Si j'écris $34\cdot10^5$, on voit qu'en fait on peut réécrire sous la forme $3,4\cdot10^6$.

Idem, si j'écris $0,78\cdot10^-7$, on peut réécrire comme $7,8\cdot10^-8$.

A est donc compris dans l'intervalle $\left[1; 10\right[$.

Autrement dit, il n'a qu'un seul chiffre à gauche de sa virgule.

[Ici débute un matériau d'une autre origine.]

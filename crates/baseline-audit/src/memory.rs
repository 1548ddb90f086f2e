//! In-memory implementation of `MutationJournal`.
//!
//! `InMemoryJournal` keeps the chain in a `Vec` behind a `Mutex`. Opened
//! with a path, it resumes the chain stored there and rewrites the file on
//! every `finalize()`, so one journal file accumulates every run.

use std::path::{Path, PathBuf};
use std::sync::{Arc, Mutex, MutexGuard, PoisonError};

use chrono::Utc;
use tracing::{debug, info};

use baseline_contracts::{
    error::{BaselineError, BaselineResult},
    journal::MutationRecord,
};
use baseline_core::traits::MutationJournal;

use crate::{
    chain::{hash_entry, verify_chain},
    entry::{JournalEntry, JournalLog},
};

// ── Internal mutable state ────────────────────────────────────────────────────

pub(crate) struct JournalState {
    /// All entries in append order.
    pub(crate) entries: Vec<JournalEntry>,

    /// The `this_hash` of the last entry, or `GENESIS_HASH`.
    pub(crate) last_hash: String,
}

impl JournalState {
    fn from_entries(entries: Vec<JournalEntry>) -> Self {
        let last_hash = entries
            .last()
            .map(|e| e.this_hash.clone())
            .unwrap_or_else(|| JournalEntry::GENESIS_HASH.to_string());
        Self { entries, last_hash }
    }
}

// ── Public journal ────────────────────────────────────────────────────────────

/// An append-only mutation journal backed by a SHA-256 hash chain.
pub struct InMemoryJournal {
    pub(crate) state: Arc<Mutex<JournalState>>,
    path: Option<PathBuf>,
}

impl InMemoryJournal {
    /// An empty journal that lives only in memory.
    pub fn new() -> Self {
        Self {
            state: Arc::new(Mutex::new(JournalState::from_entries(Vec::new()))),
            path: None,
        }
    }

    /// A journal persisted at `path`.
    ///
    /// An existing file is loaded and its chain verified; a broken chain is
    /// refused rather than extended. A missing file starts a new chain.
    pub fn open(path: impl Into<PathBuf>) -> BaselineResult<Self> {
        let path = path.into();
        let entries = if path.exists() {
            let log = read_log(&path)?;
            if !verify_chain(&log.entries) {
                return Err(BaselineError::JournalWriteFailed {
                    reason: format!("existing journal '{}' fails chain verification", path.display()),
                });
            }
            debug!(path = %path.display(), entries = log.entries.len(), "journal resumed");
            log.entries
        } else {
            Vec::new()
        };

        Ok(Self {
            state: Arc::new(Mutex::new(JournalState::from_entries(entries))),
            path: Some(path),
        })
    }

    pub fn len(&self) -> usize {
        self.lock().entries.len()
    }

    pub fn is_empty(&self) -> bool {
        self.len() == 0
    }

    /// A snapshot of every entry written so far.
    pub fn export_log(&self) -> JournalLog {
        let state = self.lock();
        let terminal_hash = state
            .entries
            .last()
            .map(|e| e.this_hash.clone())
            .unwrap_or_default();

        JournalLog {
            entries: state.entries.clone(),
            exported_at: Utc::now(),
            terminal_hash,
        }
    }

    /// Check prev-hash linkage and hash correctness of the whole chain.
    pub fn verify_integrity(&self) -> bool {
        verify_chain(&self.lock().entries)
    }

    // Entries are only appended whole, so a poisoned lock still guards a
    // consistent chain.
    fn lock(&self) -> MutexGuard<'_, JournalState> {
        self.state.lock().unwrap_or_else(PoisonError::into_inner)
    }
}

impl Default for InMemoryJournal {
    fn default() -> Self {
        Self::new()
    }
}

// ── MutationJournal impl ──────────────────────────────────────────────────────

impl MutationJournal for InMemoryJournal {
    fn record(&self, record: &MutationRecord) -> BaselineResult<()> {
        let mut state = self.lock();

        let prev_hash = state.last_hash.clone();
        let sequence = state.entries.len() as u64;
        let this_hash = hash_entry(sequence, record, &prev_hash).map_err(|e| {
            BaselineError::JournalWriteFailed {
                reason: format!("record is not serializable: {}", e),
            }
        })?;

        state.entries.push(JournalEntry {
            sequence,
            record: record.clone(),
            prev_hash,
            this_hash: this_hash.clone(),
        });
        state.last_hash = this_hash;

        Ok(())
    }

    /// Seal a run: log the chain head and, for a persisted journal, write
    /// the whole chain to disk.
    fn finalize(&self, run_id: &str) -> BaselineResult<()> {
        let log = self.export_log();

        info!(
            run_id = %run_id,
            run_entries = log.run_entries(run_id).count(),
            total_entries = log.entries.len(),
            terminal_hash = %log.terminal_hash,
            "mutation journal finalized"
        );

        match &self.path {
            Some(path) => write_log(path, &log),
            None => Ok(()),
        }
    }
}

fn read_log(path: &Path) -> BaselineResult<JournalLog> {
    let contents = std::fs::read_to_string(path).map_err(|e| BaselineError::Io {
        path: path.display().to_string(),
        reason: e.to_string(),
    })?;
    serde_json::from_str(&contents).map_err(|e| BaselineError::JournalWriteFailed {
        reason: format!("existing journal '{}' is not valid JSON: {}", path.display(), e),
    })
}

fn write_log(path: &Path, log: &JournalLog) -> BaselineResult<()> {
    let json = serde_json::to_string_pretty(log).map_err(|e| BaselineError::JournalWriteFailed {
        reason: e.to_string(),
    })?;
    std::fs::write(path, json).map_err(|e| BaselineError::JournalWriteFailed {
        reason: format!("cannot write '{}': {}", path.display(), e),
    })
}
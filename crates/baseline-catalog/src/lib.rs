//! # baseline-catalog
//!
//! Loads governance baselines from TOML and validates them before any
//! account access.
//!
//! ## Quick start
//!
//! ```rust,ignore
//! use std::path::Path;
//! use baseline_catalog::{default_catalog, from_file};
//!
//! let catalog = from_file(Path::new("baselines/aws-account.toml"))?;
//! // or the built-in baseline:
//! let catalog = default_catalog()?;
//! ```
//!
//! ## Validation
//!
//! Each control's `desired` table must satisfy the JSON Schema of its
//! `kind`; the dependency graph must be closed, duplicate-free and acyclic.
//! Any violation is a configuration error.

pub mod loader;
pub mod schema;

pub use loader::{default_catalog, from_file, from_toml_str, parse_controls, DEFAULT_BASELINE};
pub use schema::DesiredStateValidator;

// ── Tests ─────────────────────────────────────────────────────────────────────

J'insiste bien sur le fait qu'il faut que vous compreniez ça et pas seulement que vous l'appreniez bêtement, parce que ça sera très utile pour la suite.

Nous avons donc défini l'écriture scientifique, avec l'exemple en base 10.

L'écriture scientifique en base 2

C'est pas bien différent.

Les écritures seront de la forme $\pm A \cdot 2^B$.

  • $\pm$ est le signe c'est-à-dire $+$ ou $-$
  • A est la mantisse telle que... ?
  • B est l'exposant tel que $B \in \mathbb{Z}$

Ici, si vous avez bien compris, vous devriez pouvoir deviner que A est compris dans l'intervalle $\left[1;2\right[$.

Et c'est là qu'on a quelque chose d'intéressant : A est toujours de la forme "1,quelquechose" ! En informatique, on essaie de ne stocker que le strict nécessaire, pour ne pas s'encombrer de données redondantes.

Ici, on voit que la partie entière de A est toujours 1, il n'y a que la partie fractionnaire qui change. Du coup, pas besoin de stocker ce premier 1 (vu qu'il ne change jamais), on n'a besoin de stocker que la partie fractionnaire (en se rappelant qu'il y a un 1 devant).

Nouveau terme : la partie fractionnaire de la mantisse est appelée la pseudo-mantisse.

On peut donc redéfinir l'écriture scientifique en base 2 sous la forme $\pm (1 + P) \cdot 2^B$, avec $P \in \left[0; 1\right[$.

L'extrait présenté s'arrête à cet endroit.